■ Information supplied ■
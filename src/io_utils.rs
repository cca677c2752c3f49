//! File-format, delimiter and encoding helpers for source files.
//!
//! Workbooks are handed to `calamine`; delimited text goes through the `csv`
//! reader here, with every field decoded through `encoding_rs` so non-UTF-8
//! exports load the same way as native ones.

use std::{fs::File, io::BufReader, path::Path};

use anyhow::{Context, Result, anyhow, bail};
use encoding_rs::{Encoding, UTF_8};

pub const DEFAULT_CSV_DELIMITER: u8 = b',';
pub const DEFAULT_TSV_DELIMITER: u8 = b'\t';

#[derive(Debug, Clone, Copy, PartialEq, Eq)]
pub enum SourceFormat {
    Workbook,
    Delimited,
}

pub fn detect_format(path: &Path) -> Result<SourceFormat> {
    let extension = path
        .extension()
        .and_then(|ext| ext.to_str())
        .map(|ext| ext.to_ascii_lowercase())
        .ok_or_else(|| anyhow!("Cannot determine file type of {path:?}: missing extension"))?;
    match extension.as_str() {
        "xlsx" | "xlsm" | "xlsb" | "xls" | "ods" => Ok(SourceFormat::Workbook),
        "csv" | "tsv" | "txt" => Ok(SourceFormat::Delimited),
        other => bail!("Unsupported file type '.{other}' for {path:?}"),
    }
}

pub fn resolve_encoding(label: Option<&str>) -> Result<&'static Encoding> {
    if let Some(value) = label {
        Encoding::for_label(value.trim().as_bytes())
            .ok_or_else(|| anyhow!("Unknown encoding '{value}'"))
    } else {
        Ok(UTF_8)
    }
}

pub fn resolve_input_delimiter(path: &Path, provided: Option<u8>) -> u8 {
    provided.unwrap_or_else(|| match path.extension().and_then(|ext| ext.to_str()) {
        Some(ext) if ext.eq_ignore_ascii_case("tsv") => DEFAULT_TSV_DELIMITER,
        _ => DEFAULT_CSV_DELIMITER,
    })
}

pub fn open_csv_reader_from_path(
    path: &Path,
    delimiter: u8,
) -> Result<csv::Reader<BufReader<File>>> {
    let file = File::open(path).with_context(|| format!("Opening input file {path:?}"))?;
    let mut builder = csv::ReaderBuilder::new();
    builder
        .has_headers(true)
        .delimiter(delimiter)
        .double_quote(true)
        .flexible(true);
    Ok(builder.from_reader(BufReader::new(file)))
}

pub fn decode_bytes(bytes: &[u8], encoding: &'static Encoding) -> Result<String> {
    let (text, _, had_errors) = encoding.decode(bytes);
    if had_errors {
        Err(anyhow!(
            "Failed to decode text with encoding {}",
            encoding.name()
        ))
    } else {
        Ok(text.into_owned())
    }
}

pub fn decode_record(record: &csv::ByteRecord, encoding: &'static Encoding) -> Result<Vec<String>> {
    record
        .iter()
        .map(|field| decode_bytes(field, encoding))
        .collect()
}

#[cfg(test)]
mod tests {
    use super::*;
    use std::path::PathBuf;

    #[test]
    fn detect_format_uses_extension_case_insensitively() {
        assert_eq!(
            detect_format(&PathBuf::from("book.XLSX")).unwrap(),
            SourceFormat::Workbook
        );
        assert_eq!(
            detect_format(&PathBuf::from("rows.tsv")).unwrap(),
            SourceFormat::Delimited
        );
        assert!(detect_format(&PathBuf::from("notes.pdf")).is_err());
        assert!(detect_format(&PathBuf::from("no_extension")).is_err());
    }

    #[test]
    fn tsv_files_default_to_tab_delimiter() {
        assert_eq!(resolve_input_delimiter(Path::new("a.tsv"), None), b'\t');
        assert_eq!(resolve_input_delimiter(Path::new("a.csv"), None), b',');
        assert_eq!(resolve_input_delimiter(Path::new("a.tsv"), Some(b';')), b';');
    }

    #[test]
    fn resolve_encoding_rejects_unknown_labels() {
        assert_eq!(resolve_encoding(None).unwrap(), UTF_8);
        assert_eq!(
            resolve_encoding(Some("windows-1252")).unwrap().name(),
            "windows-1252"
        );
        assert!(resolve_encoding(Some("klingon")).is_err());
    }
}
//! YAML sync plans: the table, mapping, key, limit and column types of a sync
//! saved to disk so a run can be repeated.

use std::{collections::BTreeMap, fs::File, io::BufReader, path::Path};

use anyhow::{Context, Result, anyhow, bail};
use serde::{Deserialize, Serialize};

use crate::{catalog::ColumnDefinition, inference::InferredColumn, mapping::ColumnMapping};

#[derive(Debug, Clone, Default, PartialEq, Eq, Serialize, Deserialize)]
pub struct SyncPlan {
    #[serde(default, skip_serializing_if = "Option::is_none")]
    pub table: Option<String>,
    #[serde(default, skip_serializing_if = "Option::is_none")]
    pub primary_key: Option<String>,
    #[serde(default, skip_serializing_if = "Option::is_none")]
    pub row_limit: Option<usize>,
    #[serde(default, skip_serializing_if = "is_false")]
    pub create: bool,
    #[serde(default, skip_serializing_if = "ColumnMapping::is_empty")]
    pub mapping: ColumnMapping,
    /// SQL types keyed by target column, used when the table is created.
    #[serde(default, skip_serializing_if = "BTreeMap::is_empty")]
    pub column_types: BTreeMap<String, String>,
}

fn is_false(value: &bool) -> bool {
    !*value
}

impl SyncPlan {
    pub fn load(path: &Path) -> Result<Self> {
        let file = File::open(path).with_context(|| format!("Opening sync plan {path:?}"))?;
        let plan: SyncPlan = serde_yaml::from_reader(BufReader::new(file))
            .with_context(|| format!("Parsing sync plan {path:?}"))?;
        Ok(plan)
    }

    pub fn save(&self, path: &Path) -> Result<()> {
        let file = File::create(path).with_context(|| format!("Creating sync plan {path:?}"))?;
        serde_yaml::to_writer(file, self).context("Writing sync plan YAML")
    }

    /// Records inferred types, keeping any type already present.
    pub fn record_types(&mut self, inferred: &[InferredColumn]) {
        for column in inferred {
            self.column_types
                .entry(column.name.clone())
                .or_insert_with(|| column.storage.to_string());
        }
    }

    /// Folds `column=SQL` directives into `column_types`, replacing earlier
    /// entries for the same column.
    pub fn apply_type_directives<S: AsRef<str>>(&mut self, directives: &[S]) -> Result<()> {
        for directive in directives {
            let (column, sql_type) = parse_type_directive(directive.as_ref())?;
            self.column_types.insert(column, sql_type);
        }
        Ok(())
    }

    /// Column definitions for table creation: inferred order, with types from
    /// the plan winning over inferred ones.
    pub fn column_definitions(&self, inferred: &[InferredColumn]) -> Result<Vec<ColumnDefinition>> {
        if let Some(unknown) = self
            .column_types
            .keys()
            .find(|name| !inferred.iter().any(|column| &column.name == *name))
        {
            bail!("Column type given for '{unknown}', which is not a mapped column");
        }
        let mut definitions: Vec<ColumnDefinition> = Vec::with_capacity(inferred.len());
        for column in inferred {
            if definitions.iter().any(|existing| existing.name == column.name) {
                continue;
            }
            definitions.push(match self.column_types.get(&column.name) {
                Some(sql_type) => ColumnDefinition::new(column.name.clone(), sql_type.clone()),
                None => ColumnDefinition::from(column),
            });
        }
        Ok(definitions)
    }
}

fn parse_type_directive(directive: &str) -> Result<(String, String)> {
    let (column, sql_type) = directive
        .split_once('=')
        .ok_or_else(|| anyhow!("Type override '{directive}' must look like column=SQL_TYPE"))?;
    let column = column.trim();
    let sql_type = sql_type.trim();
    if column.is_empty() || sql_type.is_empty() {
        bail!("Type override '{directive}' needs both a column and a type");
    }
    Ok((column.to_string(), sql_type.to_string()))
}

■ Work order ■
One number is the expected answer: the count of lines above that hold the word "value".

■ Answer to the problem ■
5